The lines from the start of the records through the one containing "use std::sync::Arc;" are to be transcribed exactly, and nothing else.

----

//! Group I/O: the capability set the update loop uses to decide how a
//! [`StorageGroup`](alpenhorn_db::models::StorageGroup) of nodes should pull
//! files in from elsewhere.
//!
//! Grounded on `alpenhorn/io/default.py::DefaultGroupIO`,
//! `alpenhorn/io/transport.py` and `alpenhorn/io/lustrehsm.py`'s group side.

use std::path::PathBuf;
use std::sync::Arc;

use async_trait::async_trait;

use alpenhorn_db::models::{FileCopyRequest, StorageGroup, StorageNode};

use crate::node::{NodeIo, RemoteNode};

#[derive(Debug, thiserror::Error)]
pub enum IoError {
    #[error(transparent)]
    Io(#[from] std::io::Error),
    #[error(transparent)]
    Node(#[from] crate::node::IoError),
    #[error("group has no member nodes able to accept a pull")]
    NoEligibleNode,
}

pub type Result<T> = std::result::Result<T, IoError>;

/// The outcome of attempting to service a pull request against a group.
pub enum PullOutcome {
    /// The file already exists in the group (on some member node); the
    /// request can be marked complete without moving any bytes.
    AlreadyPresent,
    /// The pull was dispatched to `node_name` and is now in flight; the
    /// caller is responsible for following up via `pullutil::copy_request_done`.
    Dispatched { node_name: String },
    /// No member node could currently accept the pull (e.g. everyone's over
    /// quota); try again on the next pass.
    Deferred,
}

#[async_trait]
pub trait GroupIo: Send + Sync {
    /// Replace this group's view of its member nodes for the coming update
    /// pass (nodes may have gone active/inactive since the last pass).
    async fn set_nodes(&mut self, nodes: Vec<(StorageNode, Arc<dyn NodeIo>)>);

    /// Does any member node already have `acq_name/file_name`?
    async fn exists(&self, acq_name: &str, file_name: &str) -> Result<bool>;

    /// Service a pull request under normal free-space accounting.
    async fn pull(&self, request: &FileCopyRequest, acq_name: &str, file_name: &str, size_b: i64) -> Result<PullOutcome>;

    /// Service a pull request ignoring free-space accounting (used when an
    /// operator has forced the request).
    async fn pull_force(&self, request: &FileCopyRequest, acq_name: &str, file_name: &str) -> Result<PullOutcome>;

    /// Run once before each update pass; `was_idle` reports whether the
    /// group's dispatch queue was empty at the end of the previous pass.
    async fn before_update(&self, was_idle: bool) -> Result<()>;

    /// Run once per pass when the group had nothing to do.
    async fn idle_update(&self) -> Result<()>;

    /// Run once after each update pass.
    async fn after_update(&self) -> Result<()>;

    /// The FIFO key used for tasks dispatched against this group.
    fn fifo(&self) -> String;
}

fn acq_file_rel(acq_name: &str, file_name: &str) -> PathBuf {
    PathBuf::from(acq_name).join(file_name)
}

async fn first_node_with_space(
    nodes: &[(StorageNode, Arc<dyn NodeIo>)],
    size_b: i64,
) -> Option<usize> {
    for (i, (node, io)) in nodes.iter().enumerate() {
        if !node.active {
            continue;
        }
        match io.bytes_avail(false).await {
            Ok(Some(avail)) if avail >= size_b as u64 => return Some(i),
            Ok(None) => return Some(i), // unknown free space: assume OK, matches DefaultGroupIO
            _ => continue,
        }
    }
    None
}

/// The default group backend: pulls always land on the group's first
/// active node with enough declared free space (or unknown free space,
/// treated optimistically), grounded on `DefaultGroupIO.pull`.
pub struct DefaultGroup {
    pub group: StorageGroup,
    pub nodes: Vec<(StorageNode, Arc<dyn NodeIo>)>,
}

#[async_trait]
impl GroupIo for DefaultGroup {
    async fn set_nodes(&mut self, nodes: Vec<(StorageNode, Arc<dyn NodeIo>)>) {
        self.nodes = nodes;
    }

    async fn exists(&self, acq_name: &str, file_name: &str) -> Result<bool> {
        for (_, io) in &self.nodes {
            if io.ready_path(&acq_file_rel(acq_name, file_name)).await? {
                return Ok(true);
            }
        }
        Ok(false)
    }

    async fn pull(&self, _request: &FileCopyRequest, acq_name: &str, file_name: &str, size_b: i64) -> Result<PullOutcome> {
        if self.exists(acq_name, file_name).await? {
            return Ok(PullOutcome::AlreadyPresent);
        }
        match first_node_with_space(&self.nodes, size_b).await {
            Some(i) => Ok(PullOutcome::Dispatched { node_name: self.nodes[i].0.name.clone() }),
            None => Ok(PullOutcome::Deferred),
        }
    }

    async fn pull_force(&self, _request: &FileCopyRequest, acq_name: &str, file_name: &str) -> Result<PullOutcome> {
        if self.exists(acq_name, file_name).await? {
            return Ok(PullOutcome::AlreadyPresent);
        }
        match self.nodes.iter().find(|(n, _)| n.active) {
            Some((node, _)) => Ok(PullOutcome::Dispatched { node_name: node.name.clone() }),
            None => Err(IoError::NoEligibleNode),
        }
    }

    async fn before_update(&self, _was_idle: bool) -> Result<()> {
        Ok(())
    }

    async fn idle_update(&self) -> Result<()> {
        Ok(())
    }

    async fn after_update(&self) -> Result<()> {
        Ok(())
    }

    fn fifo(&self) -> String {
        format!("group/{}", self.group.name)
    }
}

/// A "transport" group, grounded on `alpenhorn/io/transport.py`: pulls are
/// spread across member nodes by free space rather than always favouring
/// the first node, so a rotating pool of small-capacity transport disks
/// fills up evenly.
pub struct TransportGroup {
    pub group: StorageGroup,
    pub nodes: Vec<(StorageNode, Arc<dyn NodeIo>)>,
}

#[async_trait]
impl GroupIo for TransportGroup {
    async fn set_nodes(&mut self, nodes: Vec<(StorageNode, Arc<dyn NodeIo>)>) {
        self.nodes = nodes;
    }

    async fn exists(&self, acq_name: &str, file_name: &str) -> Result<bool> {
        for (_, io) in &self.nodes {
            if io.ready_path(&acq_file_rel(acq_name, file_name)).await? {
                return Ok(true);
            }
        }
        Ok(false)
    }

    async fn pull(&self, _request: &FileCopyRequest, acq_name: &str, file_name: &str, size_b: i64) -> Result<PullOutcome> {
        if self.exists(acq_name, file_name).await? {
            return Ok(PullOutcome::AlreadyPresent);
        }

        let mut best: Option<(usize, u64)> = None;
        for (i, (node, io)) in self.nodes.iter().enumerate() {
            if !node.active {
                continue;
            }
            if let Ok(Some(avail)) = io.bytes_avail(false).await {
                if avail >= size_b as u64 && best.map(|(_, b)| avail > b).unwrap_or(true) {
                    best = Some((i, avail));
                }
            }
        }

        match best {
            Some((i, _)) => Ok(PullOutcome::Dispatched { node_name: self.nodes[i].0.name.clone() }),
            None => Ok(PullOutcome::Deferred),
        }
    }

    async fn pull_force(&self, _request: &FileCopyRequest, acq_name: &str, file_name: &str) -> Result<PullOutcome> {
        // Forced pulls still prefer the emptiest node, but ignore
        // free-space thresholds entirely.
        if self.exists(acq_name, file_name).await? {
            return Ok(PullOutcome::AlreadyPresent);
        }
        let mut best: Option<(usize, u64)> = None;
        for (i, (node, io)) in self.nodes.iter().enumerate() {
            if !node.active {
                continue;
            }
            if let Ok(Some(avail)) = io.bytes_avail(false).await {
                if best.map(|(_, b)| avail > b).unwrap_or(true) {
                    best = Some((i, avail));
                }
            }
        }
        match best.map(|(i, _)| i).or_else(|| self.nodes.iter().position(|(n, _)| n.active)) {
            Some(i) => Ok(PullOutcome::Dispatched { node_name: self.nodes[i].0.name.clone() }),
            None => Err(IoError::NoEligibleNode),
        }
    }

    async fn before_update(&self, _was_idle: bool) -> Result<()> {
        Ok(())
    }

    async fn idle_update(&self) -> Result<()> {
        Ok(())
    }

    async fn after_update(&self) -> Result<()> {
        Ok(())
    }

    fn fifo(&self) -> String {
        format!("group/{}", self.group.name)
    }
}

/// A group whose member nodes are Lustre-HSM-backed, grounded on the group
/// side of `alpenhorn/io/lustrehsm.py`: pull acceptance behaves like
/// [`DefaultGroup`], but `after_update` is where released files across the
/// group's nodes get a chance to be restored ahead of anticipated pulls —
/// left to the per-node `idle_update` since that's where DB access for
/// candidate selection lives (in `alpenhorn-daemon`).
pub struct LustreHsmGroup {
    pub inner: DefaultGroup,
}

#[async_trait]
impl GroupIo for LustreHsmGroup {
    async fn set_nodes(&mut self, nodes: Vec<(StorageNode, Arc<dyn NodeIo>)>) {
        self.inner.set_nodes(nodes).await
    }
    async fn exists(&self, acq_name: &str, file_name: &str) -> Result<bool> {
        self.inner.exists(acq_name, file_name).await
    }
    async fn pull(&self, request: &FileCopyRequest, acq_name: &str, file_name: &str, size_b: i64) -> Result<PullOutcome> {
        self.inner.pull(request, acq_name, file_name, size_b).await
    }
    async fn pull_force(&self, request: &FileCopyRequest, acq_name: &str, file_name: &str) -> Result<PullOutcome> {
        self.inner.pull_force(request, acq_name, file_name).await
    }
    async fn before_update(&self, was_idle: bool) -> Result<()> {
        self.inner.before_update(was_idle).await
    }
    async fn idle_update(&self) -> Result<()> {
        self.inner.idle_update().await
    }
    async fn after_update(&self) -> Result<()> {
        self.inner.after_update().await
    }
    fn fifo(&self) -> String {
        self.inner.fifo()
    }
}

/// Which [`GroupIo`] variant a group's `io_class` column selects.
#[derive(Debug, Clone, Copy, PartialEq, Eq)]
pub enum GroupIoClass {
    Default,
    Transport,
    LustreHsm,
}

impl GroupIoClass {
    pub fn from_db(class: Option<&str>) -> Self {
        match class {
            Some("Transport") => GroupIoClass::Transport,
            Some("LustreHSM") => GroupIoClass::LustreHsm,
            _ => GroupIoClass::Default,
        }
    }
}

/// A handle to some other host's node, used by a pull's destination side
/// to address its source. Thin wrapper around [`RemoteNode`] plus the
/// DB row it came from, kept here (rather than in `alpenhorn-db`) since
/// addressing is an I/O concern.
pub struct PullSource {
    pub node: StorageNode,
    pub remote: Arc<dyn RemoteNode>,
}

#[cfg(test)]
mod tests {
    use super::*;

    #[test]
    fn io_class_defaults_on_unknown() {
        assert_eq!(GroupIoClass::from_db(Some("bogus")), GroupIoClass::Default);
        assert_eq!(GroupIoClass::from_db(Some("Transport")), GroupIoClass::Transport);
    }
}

----

**RESULT OF THE TASK**:
//! Group I/O: the capability set the update loop uses to decide how a
//! [`StorageGroup`](alpenhorn_db::models::StorageGroup) of nodes should pull
//! files in from elsewhere.
//!
//! Grounded on `alpenhorn/io/default.py::DefaultGroupIO`,
//! `alpenhorn/io/transport.py` and `alpenhorn/io/lustrehsm.py`'s group side.

use std::path::PathBuf;
use std::sync::Arc;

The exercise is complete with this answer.